_Activity:_
Each line of the listing is to be retyped exactly as given.
START Records to process
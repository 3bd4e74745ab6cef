use image::codecs::jpeg::JpegEncoder;
use image::{DynamicImage, ExtendedColorType, GenericImageView};
use serde::Serialize;
use thiserror::Error;

/// Minimum capture resolution accepted for verification.
const MIN_WIDTH: u32 = 640;
const MIN_HEIGHT: u32 = 480;
/// Accepted width/height ratio band.
const MIN_ASPECT: f32 = 0.5;
const MAX_ASPECT: f32 = 2.0;
/// Quality step used when searching for a JPEG that fits the size budget.
const QUALITY_STEP: u8 = 10;
const MIN_QUALITY: u8 = 10;

#[derive(Error, Debug)]
pub enum CaptureError {
    #[error("captured image is empty")]
    Empty,
    #[error("failed to decode captured image: {0}")]
    Decode(#[source] image::ImageError),
    #[error("failed to encode JPEG: {0}")]
    Encode(#[source] image::ImageError),
}

#[derive(Debug, Clone, Copy, PartialEq, Eq)]
pub struct CaptureConfig {
    /// Initial JPEG quality (1-100).
    pub image_quality: u8,
    /// Size budget for the uploaded image in KiB.
    pub max_size_kb: usize,
}

impl Default for CaptureConfig {
    fn default() -> Self {
        Self {
            image_quality: 90,
            max_size_kb: 2048,
        }
    }
}

impl CaptureConfig {
    fn max_bytes(&self) -> usize {
        self.max_size_kb * 1024
    }
}

#[derive(Debug, Clone, PartialEq, Eq, Serialize)]
#[serde(tag = "issue", rename_all = "kebab-case")]
pub enum ImageIssue {
    Empty,
    TooLarge { size_kb: usize },
    LowResolution { width: u32, height: u32 },
    UnusualAspectRatio { width: u32, height: u32 },
    Undecodable,
}

/// Outcome of [`validate_image_quality`]. Valid iff there are no issues.
#[derive(Debug, Clone, PartialEq, Eq, Serialize)]
pub struct QualityReport {
    pub issues: Vec<ImageIssue>,
}

impl QualityReport {
    pub fn is_valid(&self) -> bool {
        self.issues.is_empty()
    }
}

/// Check an encoded capture for size, resolution and aspect ratio.
///
/// Oversized images (over 1.5x the budget) are reported but still decoded so
/// resolution problems show up in the same report.
pub fn validate_image_quality(bytes: &[u8], config: &CaptureConfig) -> QualityReport {
    let mut issues = Vec::new();

    if bytes.is_empty() {
        issues.push(ImageIssue::Empty);
        return QualityReport { issues };
    }

    if bytes.len() * 2 > config.max_bytes() * 3 {
        issues.push(ImageIssue::TooLarge {
            size_kb: bytes.len() / 1024,
        });
    }

    let img = match image::load_from_memory(bytes) {
        Ok(img) => img,
        Err(e) => {
            tracing::debug!(error = %e, "capture could not be decoded");
            issues.push(ImageIssue::Undecodable);
            return QualityReport { issues };
        }
    };

    let (width, height) = img.dimensions();
    if width < MIN_WIDTH || height < MIN_HEIGHT {
        issues.push(ImageIssue::LowResolution { width, height });
    }

    let aspect = width as f32 / height.max(1) as f32;
    if !(MIN_ASPECT..=MAX_ASPECT).contains(&aspect) {
        issues.push(ImageIssue::UnusualAspectRatio { width, height });
    }

    QualityReport { issues }
}

fn encode_jpeg(img: &DynamicImage, quality: u8) -> Result<Vec<u8>, CaptureError> {
    let rgb = img.to_rgb8();
    let mut out = Vec::new();
    JpegEncoder::new_with_quality(&mut out, quality)
        .encode(rgb.as_raw(), rgb.width(), rgb.height(), ExtendedColorType::Rgb8)
        .map_err(CaptureError::Encode)?;
    Ok(out)
}

/// JPEG qualities tried by [`compress_jpeg`], highest first. The last step
/// is always `MIN_QUALITY` unless the start is already below it.
fn quality_steps(start: u8) -> Vec<u8> {
    let mut quality = start.clamp(1, 100);
    let mut steps = vec![quality];
    while quality > MIN_QUALITY {
        quality = quality.saturating_sub(QUALITY_STEP).max(MIN_QUALITY);
        steps.push(quality);
    }
    steps
}

/// Fit a capture into the configured size budget.
///
/// Images already within budget are returned unchanged. Otherwise the image
/// is re-encoded as JPEG starting at `image_quality` and stepping down until
/// it fits; if nothing fits, the lowest-quality attempt is returned.
pub fn compress_jpeg(bytes: &[u8], config: &CaptureConfig) -> Result<Vec<u8>, CaptureError> {
    if bytes.is_empty() {
        return Err(CaptureError::Empty);
    }
    if bytes.len() <= config.max_bytes() {
        return Ok(bytes.to_vec());
    }

    let img = image::load_from_memory(bytes).map_err(CaptureError::Decode)?;
    let mut last = None;

    for quality in quality_steps(config.image_quality) {
        let encoded = encode_jpeg(&img, quality)?;
        tracing::debug!(quality, size = encoded.len(), "re-encoded capture");
        if encoded.len() <= config.max_bytes() {
            return Ok(encoded);
        }
        last = Some(encoded);
    }

    tracing::warn!(
        max_kb = config.max_size_kb,
        "capture still exceeds size budget at lowest quality"
    );
    Ok(last.unwrap_or_else(|| bytes.to_vec()))
}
END Records to process
_Exercise output:_
repository 3bd4e74745ab6cef
use image::codecs::jpeg::JpegEncoder;
use image::{DynamicImage, ExtendedColorType, GenericImageView};
use serde::Serialize;
use thiserror::Error;

/// Minimum capture resolution accepted for verification.
const MIN_WIDTH: u32 = 640;
const MIN_HEIGHT: u32 = 480;
/// Accepted width/height ratio band.
const MIN_ASPECT: f32 = 0.5;
const MAX_ASPECT: f32 = 2.0;
/// Quality step used when searching for a JPEG that fits the size budget.
const QUALITY_STEP: u8 = 10;
const MIN_QUALITY: u8 = 10;

#[derive(Error, Debug)]
pub enum CaptureError {
    #[error("captured image is empty")]
    Empty,
    #[error("failed to decode captured image: {0}")]
    Decode(#[source] image::ImageError),
    #[error("failed to encode JPEG: {0}")]
    Encode(#[source] image::ImageError),
}

#[derive(Debug, Clone, Copy, PartialEq, Eq)]
pub struct CaptureConfig {
    /// Initial JPEG quality (1-100).
    pub image_quality: u8,
    /// Size budget for the uploaded image in KiB.
    pub max_size_kb: usize,
}

impl Default for CaptureConfig {
    fn default() -> Self {
        Self {
            image_quality: 90,
            max_size_kb: 2048,
        }
    }
}

impl CaptureConfig {
    fn max_bytes(&self) -> usize {
        self.max_size_kb * 1024
    }
}

#[derive(Debug, Clone, PartialEq, Eq, Serialize)]
#[serde(tag = "issue", rename_all = "kebab-case")]
pub enum ImageIssue {
    Empty,
    TooLarge { size_kb: usize },
    LowResolution { width: u32, height: u32 },
    UnusualAspectRatio { width: u32, height: u32 },
    Undecodable,
}

/// Outcome of [`validate_image_quality`]. Valid iff there are no issues.
#[derive(Debug, Clone, PartialEq, Eq, Serialize)]
pub struct QualityReport {
    pub issues: Vec<ImageIssue>,
}

impl QualityReport {
    pub fn is_valid(&self) -> bool {
        self.issues.is_empty()
    }
}

/// Check an encoded capture for size, resolution and aspect ratio.
///
/// Oversized images (over 1.5x the budget) are reported but still decoded so
/// resolution problems show up in the same report.
pub fn validate_image_quality(bytes: &[u8], config: &CaptureConfig) -> QualityReport {
    let mut issues = Vec::new();

    if bytes.is_empty() {
        issues.push(ImageIssue::Empty);
        return QualityReport { issues };
    }

    if bytes.len() * 2 > config.max_bytes() * 3 {
        issues.push(ImageIssue::TooLarge {
            size_kb: bytes.len() / 1024,
        });
    }

    let img = match image::load_from_memory(bytes) {
        Ok(img) => img,
        Err(e) => {
            tracing::debug!(error = %e, "capture could not be decoded");
            issues.push(ImageIssue::Undecodable);
            return QualityReport { issues };
        }
    };

    let (width, height) = img.dimensions();
    if width < MIN_WIDTH || height < MIN_HEIGHT {
        issues.push(ImageIssue::LowResolution { width, height });
    }

    let aspect = width as f32 / height.max(1) as f32;
    if !(MIN_ASPECT..=MAX_ASPECT).contains(&aspect) {
        issues.push(ImageIssue::UnusualAspectRatio { width, height });
    }

    QualityReport { issues }
}

fn encode_jpeg(img: &DynamicImage, quality: u8) -> Result<Vec<u8>, CaptureError> {
    let rgb = img.to_rgb8();
    let mut out = Vec::new();
    JpegEncoder::new_with_quality(&mut out, quality)
        .encode(rgb.as_raw(), rgb.width(), rgb.height(), ExtendedColorType::Rgb8)
        .map_err(CaptureError::Encode)?;
    Ok(out)
}

/// JPEG qualities tried by [`compress_jpeg`], highest first. The last step
/// is always `MIN_QUALITY` unless the start is already below it.
fn quality_steps(start: u8) -> Vec<u8> {
    let mut quality = start.clamp(1, 100);
    let mut steps = vec![quality];
    while quality > MIN_QUALITY {
        quality = quality.saturating_sub(QUALITY_STEP).max(MIN_QUALITY);
        steps.push(quality);
    }
    steps
}

/// Fit a capture into the configured size budget.
///
/// Images already within budget are returned unchanged. Otherwise the image
/// is re-encoded as JPEG starting at `image_quality` and stepping down until
/// it fits; if nothing fits, the lowest-quality attempt is returned.
pub fn compress_jpeg(bytes: &[u8], config: &CaptureConfig) -> Result<Vec<u8>, CaptureError> {
    if bytes.is_empty() {
        return Err(CaptureError::Empty);
    }
    if bytes.len() <= config.max_bytes() {
        return Ok(bytes.to_vec());
    }

    let img = image::load_from_memory(bytes).map_err(CaptureError::Decode)?;
    let mut last = None;

    for quality in quality_steps(config.image_quality) {
        let encoded = encode_jpeg(&img, quality)?;
        tracing::debug!(quality, size = encoded.len(), "re-encoded capture");
        if encoded.len() <= config.max_bytes() {
            return Ok(encoded);
        }
        last = Some(encoded);
    }

    tracing::warn!(
        max_kb = config.max_size_kb,
        "capture still exceeds size budget at lowest quality"
    );
    Ok(last.unwrap_or_else(|| bytes.to_vec()))
}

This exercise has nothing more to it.